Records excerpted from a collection
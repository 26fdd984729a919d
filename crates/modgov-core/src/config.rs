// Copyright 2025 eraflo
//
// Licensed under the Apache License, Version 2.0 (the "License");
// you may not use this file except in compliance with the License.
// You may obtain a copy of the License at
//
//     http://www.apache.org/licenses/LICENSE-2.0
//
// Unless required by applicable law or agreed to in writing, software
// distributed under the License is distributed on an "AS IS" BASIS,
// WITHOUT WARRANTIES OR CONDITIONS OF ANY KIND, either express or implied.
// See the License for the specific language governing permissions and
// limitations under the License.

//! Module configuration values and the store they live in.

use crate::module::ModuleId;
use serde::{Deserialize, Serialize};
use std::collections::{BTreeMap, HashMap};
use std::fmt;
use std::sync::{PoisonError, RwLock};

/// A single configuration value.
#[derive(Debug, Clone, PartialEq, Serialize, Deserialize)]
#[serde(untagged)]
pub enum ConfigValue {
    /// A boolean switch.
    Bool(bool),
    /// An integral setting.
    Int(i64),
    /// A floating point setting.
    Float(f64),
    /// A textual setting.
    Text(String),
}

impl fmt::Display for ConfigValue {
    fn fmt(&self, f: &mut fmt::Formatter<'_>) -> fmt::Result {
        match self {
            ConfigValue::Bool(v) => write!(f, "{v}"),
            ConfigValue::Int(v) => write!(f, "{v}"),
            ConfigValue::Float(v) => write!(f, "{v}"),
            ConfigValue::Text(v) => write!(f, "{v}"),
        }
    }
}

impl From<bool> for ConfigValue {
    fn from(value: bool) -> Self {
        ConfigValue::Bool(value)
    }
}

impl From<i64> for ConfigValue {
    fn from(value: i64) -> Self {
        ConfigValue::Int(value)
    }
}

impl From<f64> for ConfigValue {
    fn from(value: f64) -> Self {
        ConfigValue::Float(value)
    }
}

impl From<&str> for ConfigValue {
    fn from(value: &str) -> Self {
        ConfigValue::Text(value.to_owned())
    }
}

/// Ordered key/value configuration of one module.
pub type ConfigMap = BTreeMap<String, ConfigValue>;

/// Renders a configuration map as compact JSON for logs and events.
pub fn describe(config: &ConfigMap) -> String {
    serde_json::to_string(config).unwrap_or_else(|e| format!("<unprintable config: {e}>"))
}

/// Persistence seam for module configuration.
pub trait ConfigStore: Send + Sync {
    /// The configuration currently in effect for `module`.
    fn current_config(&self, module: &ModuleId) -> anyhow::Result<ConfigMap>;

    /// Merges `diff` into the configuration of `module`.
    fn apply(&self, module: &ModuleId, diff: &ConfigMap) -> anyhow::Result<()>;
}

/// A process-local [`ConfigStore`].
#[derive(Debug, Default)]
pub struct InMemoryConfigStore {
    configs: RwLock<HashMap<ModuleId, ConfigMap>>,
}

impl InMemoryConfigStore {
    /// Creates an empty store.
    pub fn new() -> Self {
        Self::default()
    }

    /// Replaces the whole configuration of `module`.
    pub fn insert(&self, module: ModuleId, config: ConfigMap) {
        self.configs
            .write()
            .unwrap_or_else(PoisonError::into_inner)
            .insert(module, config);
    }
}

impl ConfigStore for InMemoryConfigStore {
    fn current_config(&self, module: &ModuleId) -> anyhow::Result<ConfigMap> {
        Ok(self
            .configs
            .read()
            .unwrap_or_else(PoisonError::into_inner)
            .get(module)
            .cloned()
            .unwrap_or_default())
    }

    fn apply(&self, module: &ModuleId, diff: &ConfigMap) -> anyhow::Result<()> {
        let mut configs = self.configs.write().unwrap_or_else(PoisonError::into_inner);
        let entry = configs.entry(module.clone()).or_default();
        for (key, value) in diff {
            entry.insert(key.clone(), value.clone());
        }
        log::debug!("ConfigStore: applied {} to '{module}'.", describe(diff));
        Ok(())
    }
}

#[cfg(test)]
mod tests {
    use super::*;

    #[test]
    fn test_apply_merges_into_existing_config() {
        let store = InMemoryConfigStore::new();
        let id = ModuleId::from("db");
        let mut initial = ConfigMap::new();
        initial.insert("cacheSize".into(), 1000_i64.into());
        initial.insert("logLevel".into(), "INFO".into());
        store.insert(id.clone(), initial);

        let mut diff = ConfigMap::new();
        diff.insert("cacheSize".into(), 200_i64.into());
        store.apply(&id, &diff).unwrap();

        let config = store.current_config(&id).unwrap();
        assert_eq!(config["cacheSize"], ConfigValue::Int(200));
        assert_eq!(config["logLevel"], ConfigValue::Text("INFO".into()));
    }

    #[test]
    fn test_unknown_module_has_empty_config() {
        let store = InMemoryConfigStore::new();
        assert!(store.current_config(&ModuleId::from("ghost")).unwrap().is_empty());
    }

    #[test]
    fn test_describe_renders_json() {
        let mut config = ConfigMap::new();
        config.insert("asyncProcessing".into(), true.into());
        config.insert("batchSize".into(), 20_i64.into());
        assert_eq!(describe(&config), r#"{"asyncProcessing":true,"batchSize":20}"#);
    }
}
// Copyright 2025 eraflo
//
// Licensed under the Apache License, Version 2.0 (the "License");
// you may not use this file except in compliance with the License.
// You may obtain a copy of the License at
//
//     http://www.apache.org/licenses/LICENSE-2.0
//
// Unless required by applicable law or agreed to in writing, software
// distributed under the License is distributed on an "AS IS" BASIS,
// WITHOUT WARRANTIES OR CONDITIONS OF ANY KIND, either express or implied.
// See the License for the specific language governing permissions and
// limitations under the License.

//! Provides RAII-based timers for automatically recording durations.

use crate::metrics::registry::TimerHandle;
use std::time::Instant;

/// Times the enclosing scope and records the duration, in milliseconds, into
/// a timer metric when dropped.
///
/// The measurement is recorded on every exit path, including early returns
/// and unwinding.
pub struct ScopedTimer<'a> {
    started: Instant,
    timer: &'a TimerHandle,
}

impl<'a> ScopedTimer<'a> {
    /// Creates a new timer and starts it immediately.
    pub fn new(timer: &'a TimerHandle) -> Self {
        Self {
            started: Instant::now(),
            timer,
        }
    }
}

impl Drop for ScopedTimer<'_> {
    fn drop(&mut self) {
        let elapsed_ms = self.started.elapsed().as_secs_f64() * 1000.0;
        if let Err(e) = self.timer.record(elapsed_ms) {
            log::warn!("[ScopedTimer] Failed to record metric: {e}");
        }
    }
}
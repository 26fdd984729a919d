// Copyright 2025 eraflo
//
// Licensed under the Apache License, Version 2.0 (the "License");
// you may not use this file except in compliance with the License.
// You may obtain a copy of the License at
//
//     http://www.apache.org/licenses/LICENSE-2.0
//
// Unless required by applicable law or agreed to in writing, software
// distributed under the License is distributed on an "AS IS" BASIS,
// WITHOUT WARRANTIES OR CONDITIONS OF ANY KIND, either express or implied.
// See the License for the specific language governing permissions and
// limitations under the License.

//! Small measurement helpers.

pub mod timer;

— WHAT IS EXPECTED —
Transcribe the records above exactly.

— SOLUTION —
repository 26fdd984729a919d
filename crates/modgov-core/src/config.rs
// Copyright 2025 eraflo
//
// Licensed under the Apache License, Version 2.0 (the "License");
// you may not use this file except in compliance with the License.
// You may obtain a copy of the License at
//
//     http://www.apache.org/licenses/LICENSE-2.0
//
// Unless required by applicable law or agreed to in writing, software
// distributed under the License is distributed on an "AS IS" BASIS,
// WITHOUT WARRANTIES OR CONDITIONS OF ANY KIND, either express or implied.
// See the License for the specific language governing permissions and
// limitations under the License.

//! Module configuration values and the store they live in.

use crate::module::ModuleId;
use serde::{Deserialize, Serialize};
use std::collections::{BTreeMap, HashMap};
use std::fmt;
use std::sync::{PoisonError, RwLock};

/// A single configuration value.
#[derive(Debug, Clone, PartialEq, Serialize, Deserialize)]
#[serde(untagged)]
pub enum ConfigValue {
    /// A boolean switch.
    Bool(bool),
    /// An integral setting.
    Int(i64),
    /// A floating point setting.
    Float(f64),
    /// A textual setting.
    Text(String),
}

impl fmt::Display for ConfigValue {
    fn fmt(&self, f: &mut fmt::Formatter<'_>) -> fmt::Result {
        match self {
            ConfigValue::Bool(v) => write!(f, "{v}"),
            ConfigValue::Int(v) => write!(f, "{v}"),
            ConfigValue::Float(v) => write!(f, "{v}"),
            ConfigValue::Text(v) => write!(f, "{v}"),
        }
    }
}

impl From<bool> for ConfigValue {
    fn from(value: bool) -> Self {
        ConfigValue::Bool(value)
    }
}

impl From<i64> for ConfigValue {
    fn from(value: i64) -> Self {
        ConfigValue::Int(value)
    }
}

impl From<f64> for ConfigValue {
    fn from(value: f64) -> Self {
        ConfigValue::Float(value)
    }
}

impl From<&str> for ConfigValue {
    fn from(value: &str) -> Self {
        ConfigValue::Text(value.to_owned())
    }
}

/// Ordered key/value configuration of one module.
pub type ConfigMap = BTreeMap<String, ConfigValue>;

/// Renders a configuration map as compact JSON for logs and events.
pub fn describe(config: &ConfigMap) -> String {
    serde_json::to_string(config).unwrap_or_else(|e| format!("<unprintable config: {e}>"))
}

/// Persistence seam for module configuration.
pub trait ConfigStore: Send + Sync {
    /// The configuration currently in effect for `module`.
    fn current_config(&self, module: &ModuleId) -> anyhow::Result<ConfigMap>;

    /// Merges `diff` into the configuration of `module`.
    fn apply(&self, module: &ModuleId, diff: &ConfigMap) -> anyhow::Result<()>;
}

/// A process-local [`ConfigStore`].
#[derive(Debug, Default)]
pub struct InMemoryConfigStore {
    configs: RwLock<HashMap<ModuleId, ConfigMap>>,
}

impl InMemoryConfigStore {
    /// Creates an empty store.
    pub fn new() -> Self {
        Self::default()
    }

    /// Replaces the whole configuration of `module`.
    pub fn insert(&self, module: ModuleId, config: ConfigMap) {
        self.configs
            .write()
            .unwrap_or_else(PoisonError::into_inner)
            .insert(module, config);
    }
}

impl ConfigStore for InMemoryConfigStore {
    fn current_config(&self, module: &ModuleId) -> anyhow::Result<ConfigMap> {
        Ok(self
            .configs
            .read()
            .unwrap_or_else(PoisonError::into_inner)
            .get(module)
            .cloned()
            .unwrap_or_default())
    }

    fn apply(&self, module: &ModuleId, diff: &ConfigMap) -> anyhow::Result<()> {
        let mut configs = self.configs.write().unwrap_or_else(PoisonError::into_inner);
        let entry = configs.entry(module.clone()).or_default();
        for (key, value) in diff {
            entry.insert(key.clone(), value.clone());
        }
        log::debug!("ConfigStore: applied {} to '{module}'.", describe(diff));
        Ok(())
    }
}

#[cfg(test)]
mod tests {
    use super::*;

    #[test]
    fn test_apply_merges_into_existing_config() {
        let store = InMemoryConfigStore::new();
        let id = ModuleId::from("db");
        let mut initial = ConfigMap::new();
        initial.insert("cacheSize".into(), 1000_i64.into());
        initial.insert("logLevel".into(), "INFO".into());
        store.insert(id.clone(), initial);

        let mut diff = ConfigMap::new();
        diff.insert("cacheSize".into(), 200_i64.into());
        store.apply(&id, &diff).unwrap();

        let config = store.current_config(&id).unwrap();
        assert_eq!(config["cacheSize"], ConfigValue::Int(200));
        assert_eq!(config["logLevel"], ConfigValue::Text("INFO".into()));
    }

    #[test]
    fn test_unknown_module_has_empty_config() {
        let store = InMemoryConfigStore::new();
        assert!(store.current_config(&ModuleId::from("ghost")).unwrap().is_empty());
    }

    #[test]
    fn test_describe_renders_json() {
        let mut config = ConfigMap::new();
        config.insert("asyncProcessing".into(), true.into());
        config.insert("batchSize".into(), 20_i64.into());
        assert_eq!(describe(&config), r#"{"asyncProcessing":true,"batchSize":20}"#);
    }
}
// Copyright 2025 eraflo
//
// Licensed under the Apache License, Version 2.0 (the "License");
// you may not use this file except in compliance with the License.
// You may obtain a copy of the License at
//
//     http://www.apache.org/licenses/LICENSE-2.0
//
// Unless required by applicable law or agreed to in writing, software
// distributed under the License is distributed on an "AS IS" BASIS,
// WITHOUT WARRANTIES OR CONDITIONS OF ANY KIND, either express or implied.
// See the License for the specific language governing permissions and
// limitations under the License.

//! Provides RAII-based timers for automatically recording durations.

use crate::metrics::registry::TimerHandle;
use std::time::Instant;

/// Times the enclosing scope and records the duration, in milliseconds, into
/// a timer metric when dropped.
///
/// The measurement is recorded on every exit path, including early returns
/// and unwinding.
pub struct ScopedTimer<'a> {
    started: Instant,
    timer: &'a TimerHandle,
}

impl<'a> ScopedTimer<'a> {
    /// Creates a new timer and starts it immediately.
    pub fn new(timer: &'a TimerHandle) -> Self {
        Self {
            started: Instant::now(),
            timer,
        }
    }
}

impl Drop for ScopedTimer<'_> {
    fn drop(&mut self) {
        let elapsed_ms = self.started.elapsed().as_secs_f64() * 1000.0;
        if let Err(e) = self.timer.record(elapsed_ms) {
            log::warn!("[ScopedTimer] Failed to record metric: {e}");
        }
    }
}
repository 26fdd984729a919d
// Copyright 2025 eraflo
//
// Licensed under the Apache License, Version 2.0 (the "License");
// you may not use this file except in compliance with the License.
// You may obtain a copy of the License at
//
//     http://www.apache.org/licenses/LICENSE-2.0
//
// Unless required by applicable law or agreed to in writing, software
// distributed under the License is distributed on an "AS IS" BASIS,
// WITHOUT WARRANTIES OR CONDITIONS OF ANY KIND, either express or implied.
// See the License for the specific language governing permissions and
// limitations under the License.

//! Small measurement helpers.

pub mod timer;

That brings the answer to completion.